Epitomized by the oft-quoted cliché "Not tonight dear. I have a headache", females with migraine have been culturally stigmatized as being hyposexual and inclined to use headache as a means of avoiding sexual intimacy.
At the American Headache Society's annual scientific meeting held in June of this year in San Francisco, Dr. Lee Peterlin of the Lancaster General Health Headache Center and Dr. John Rothrock from the George Washington University School of Medicine presented their results of clinical research involving the levels of libido, sexual activity and sexual performance in females with migraine compared to an otherwise comparable population of females without any history of migraine. Some may regard their findings as surprising, but those findings are not entirely without precedent.
Remarked Peterlin, “Investigators before us have found that both males and females with migraine may have a higher libido than individuals with tension type headache. All we did was extend their research by examining a control population free of any primary headache disorder.”
In their study, Peterlin and Rothrock asked a consecutive series of almost 200 sexually active heterosexual female migraine patients between the ages of 25 and 55 to anonymously complete a survey assessing their sexual histories and the Female Sexual Function Index (FSFI), a validated instrument which provides an objective assessment of female sexuality.
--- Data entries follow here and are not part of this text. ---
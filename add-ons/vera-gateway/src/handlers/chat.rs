use axum::extract::{Query, State};
use axum::Json;
use chrono::{DateTime, Utc};
use serde::{Deserialize, Serialize};
use vera_core::{new_conversation_id, ChatRequest, IngestRequest, Message, Role};

use crate::error::ApiResult;
use crate::extract::Caller;
use crate::state::AppState;

/// Wire shape of a stored message.
#[derive(Debug, Serialize)]
pub struct MessageView {
    pub id: i64,
    pub conversation_id: String,
    pub role: Role,
    pub content: String,
    pub timestamp: DateTime<Utc>,
    pub model_used: Option<String>,
    pub audio_url: Option<String>,
    #[serde(skip_serializing_if = "Option::is_none")]
    pub provider: Option<String>,
}

impl From<Message> for MessageView {
    fn from(m: Message) -> Self {
        Self {
            id: m.id,
            conversation_id: m.conversation_id,
            role: m.role,
            content: m.content,
            timestamp: m.timestamp,
            model_used: m.model_used,
            audio_url: m.audio_url,
            provider: m.provider.map(|p| p.provider),
        }
    }
}

pub async fn send_message(
    State(state): State<AppState>,
    Caller(caller): Caller,
    Json(req): Json<ChatRequest>,
) -> ApiResult<Json<MessageView>> {
    let reply = state.chat.send_message(&caller, req).await?;
    Ok(Json(reply.into()))
}

fn default_history_limit() -> usize {
    50
}

#[derive(Debug, Deserialize)]
pub struct HistoryRequest {
    pub research_id: String,
    #[serde(default)]
    pub conversation_id: Option<String>,
    #[serde(default = "default_history_limit")]
    pub limit: usize,
    #[serde(default)]
    pub offset: usize,
}

#[derive(Debug, Serialize)]
pub struct HistoryResponse {
    pub messages: Vec<MessageView>,
    pub total: u64,
    pub research_id: String,
}

pub async fn history(
    State(state): State<AppState>,
    Caller(caller): Caller,
    Json(req): Json<HistoryRequest>,
) -> ApiResult<Json<HistoryResponse>> {
    let conversation = req.conversation_id.as_deref().filter(|c| !c.trim().is_empty());
    let page = state
        .chat
        .history(&caller, &req.research_id, conversation, req.limit, req.offset)
        .await?;
    Ok(Json(HistoryResponse {
        messages: page.messages.into_iter().map(MessageView::from).collect(),
        total: page.total,
        research_id: req.research_id,
    }))
}

#[derive(Debug, Deserialize)]
pub struct ConversationsQuery {
    #[serde(default = "default_conversations_limit")]
    pub limit: usize,
}

fn default_conversations_limit() -> usize {
    10
}

#[derive(Debug, Serialize)]
pub struct ConversationsResponse {
    pub research_id: String,
    pub conversations: Vec<String>,
}

pub async fn recent_conversations(
    State(state): State<AppState>,
    Caller(caller): Caller,
    Query(q): Query<ConversationsQuery>,
) -> ApiResult<Json<ConversationsResponse>> {
    let conversations = state.chat.recent_conversations(&caller, q.limit).await?;
    Ok(Json(ConversationsResponse {
        research_id: caller,
        conversations,
    }))
}

#[derive(Debug, Serialize)]
pub struct NewConversationResponse {
    pub conversation_id: String,
    pub research_id: String,
}

pub async fn new_conversation(Caller(caller): Caller) -> Json<NewConversationResponse> {
    let conversation_id = new_conversation_id(Utc::now());
    tracing::info!(target: "vera::chat", research_id = %caller, conversation_id = %conversation_id, "Conversation started");
    Json(NewConversationResponse {
        conversation_id,
        research_id: caller,
    })
}

pub async fn save_message(
    State(state): State<AppState>,
    Caller(caller): Caller,
    Json(req): Json<IngestRequest>,
) -> ApiResult<Json<MessageView>> {
    let saved = state.chat.ingest(&caller, req).await?;
    Ok(Json(saved.into()))
}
They compared their responses to those of 100 sexually active heterosexual females matched for age, marital status, educational background and socioeconomic status but free of any migraine or other significant headache history.
When patients with chronic migraine were excluded, the migraine group reported a higher monthly frequency of intercourse and a higher likelihood of intercourse resulting in orgasm. The FSFI scores in this group were similarly higher than those recorded in the migraine-free controls. In contrast, those with a heavier headache burden - the chronic migraine patients -reported lower libido, lower frequency of intercourse and lower likelihood of intercourse-associated orgasm than either the control group or patients with episodic migraine.
Commented Rothrock, “These data would appear to contradict the proposition that something about migraine itself predisposes to hyposexuality. Just the opposite, the patients we studied who were experiencing migraine on only an episodic basis demonstrated levels of libido and sexual performance exceeding that of controls. Interestingly, many of those patients also reported using intercourse as a means to potentially terminate a migraine attack."
Will effective treatment of chronic migraine lead to an increase in libido and sexual performance? An interesting hypothesis, both Peter line and Rothrock agreed, but as yet the data to support a definite answer are lacking.
In the female migraine patient population, libido, frequency of intercourse and likelihood of intercourse-associated orgasm appear to correlate with headache burden. Patients with LFEM and MFEM may report a level of libido, frequency of intercourse and likelihood of orgasm-associated intercourse that exceeds what is reported by age-matched controls free of migraine. Many patients with LFEM, MFEM and HFEM appear to utilize intercourse/orgasm as a means to potentially terminate an acute migraine attack.